**Material provided**

[Start of Attachment]

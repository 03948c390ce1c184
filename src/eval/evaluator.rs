//! Postfix expression evaluation
//!
//! A single left-to-right scan over the expression drives a fresh
//! [`BoundedStack`]: digits are pushed as operands, every other character
//! pops two operands and pushes the operator's result. After the scan the
//! top of the stack is the answer; anything beneath it is reported back as
//! leftover operands.
//!
//! Operands are single decimal digits only. `"23"` is the two operands 2
//! and 3, never twenty-three.

use super::error::EvalError;
use super::ops::BinOp;
use crate::stack::{BoundedStack, DEFAULT_CAPACITY};

/// A successful evaluation.
#[derive(Debug, Clone, PartialEq, Eq)]
pub struct Evaluation {
    /// The result popped after the scan.
    pub value: i64,

    /// Operands still on the working stack beneath the result, top-down.
    /// Non-empty means the expression carried more operands than its
    /// operators consumed; the result is valid regardless.
    pub leftover: Vec<i64>,
}

impl Evaluation {
    /// Whether the expression left unconsumed operands behind.
    pub fn has_leftover(&self) -> bool {
        !self.leftover.is_empty()
    }
}

/// Evaluates postfix expressions over single-digit operands.
///
/// The evaluator itself is stateless: each [`evaluate`](Evaluator::evaluate)
/// call owns and drives a fresh working [`BoundedStack`] sized to
/// `capacity`.
#[derive(Debug, Clone, Copy)]
pub struct Evaluator {
    capacity: usize,
}

impl Evaluator {
    /// An evaluator whose working stack holds [`DEFAULT_CAPACITY`] operands.
    pub fn new() -> Self {
        Evaluator {
            capacity: DEFAULT_CAPACITY,
        }
    }

    /// An evaluator with an explicit working-stack capacity.
    pub fn with_capacity(capacity: usize) -> Self {
        Evaluator { capacity }
    }

    /// Capacity of the working stack built for each evaluation.
    pub fn capacity(&self) -> usize {
        self.capacity
    }

    /// Evaluate a postfix expression.
    ///
    /// Spaces and tabs separate operands; the scan ends at the first line
    /// terminator, even mid-string. Operands come off the stack before an
    /// operator character is classified, so an operator starved of operands
    /// reports [`EvalError::InvalidExpression`] rather than
    /// [`EvalError::UnknownOperator`].
    pub fn evaluate(&self, expr: &str) -> Result<Evaluation, EvalError> {
        let mut stack = BoundedStack::new(self.capacity);

        for (position, ch) in expr.char_indices() {
            if ch == '\n' || ch == '\r' {
                break;
            }
            if ch == ' ' || ch == '\t' {
                continue;
            }

            if let Some(digit) = ch.to_digit(10) {
                push_operand(&mut stack, i64::from(digit), position)?;
                continue;
            }

            // Operator candidate: most recent operand is the right-hand side.
            let b = pop_operand(&mut stack, ch, position)?;
            let a = pop_operand(&mut stack, ch, position)?;

            let op = BinOp::from_symbol(ch).ok_or(EvalError::UnknownOperator {
                symbol: ch,
                position,
            })?;

            let result = op.apply(a, b, position)?;
            push_operand(&mut stack, result, position)?;
        }

        let value = stack.pop().map_err(|_| EvalError::InvalidExpression {
            message: "expression produced no result".to_string(),
            position: None,
        })?;

        let mut leftover = Vec::new();
        while let Ok(extra) = stack.pop() {
            leftover.push(extra);
        }

        Ok(Evaluation { value, leftover })
    }
}

impl Default for Evaluator {
    fn default() -> Self {
        Self::new()
    }
}

/// Evaluate `expr` with the default working-stack capacity.
pub fn evaluate(expr: &str) -> Result<Evaluation, EvalError> {
    Evaluator::new().evaluate(expr)
}

fn push_operand(
    stack: &mut BoundedStack,
    value: i64,
    position: usize,
) -> Result<(), EvalError> {
    stack.push(value).map_err(|_| EvalError::StackExhausted {
        capacity: stack.capacity(),
        position,
    })
}

fn pop_operand(
    stack: &mut BoundedStack,
    operator: char,
    position: usize,
) -> Result<i64, EvalError> {
    stack.pop().map_err(|_| EvalError::InvalidExpression {
        message: format!("operator '{}' needs two operands", operator),
        position: Some(position),
    })
}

[End of Attachment]

Quote the records above from their first line through the line containing "unconsumed operands behind.", both ends included.

repository 03948c390ce1c184
filename src/eval/evaluator.rs
//! Postfix expression evaluation
//!
//! A single left-to-right scan over the expression drives a fresh
//! [`BoundedStack`]: digits are pushed as operands, every other character
//! pops two operands and pushes the operator's result. After the scan the
//! top of the stack is the answer; anything beneath it is reported back as
//! leftover operands.
//!
//! Operands are single decimal digits only. `"23"` is the two operands 2
//! and 3, never twenty-three.

use super::error::EvalError;
use super::ops::BinOp;
use crate::stack::{BoundedStack, DEFAULT_CAPACITY};

/// A successful evaluation.
#[derive(Debug, Clone, PartialEq, Eq)]
pub struct Evaluation {
    /// The result popped after the scan.
    pub value: i64,

    /// Operands still on the working stack beneath the result, top-down.
    /// Non-empty means the expression carried more operands than its
    /// operators consumed; the result is valid regardless.
    pub leftover: Vec<i64>,
}

impl Evaluation {
    /// Whether the expression left unconsumed operands behind.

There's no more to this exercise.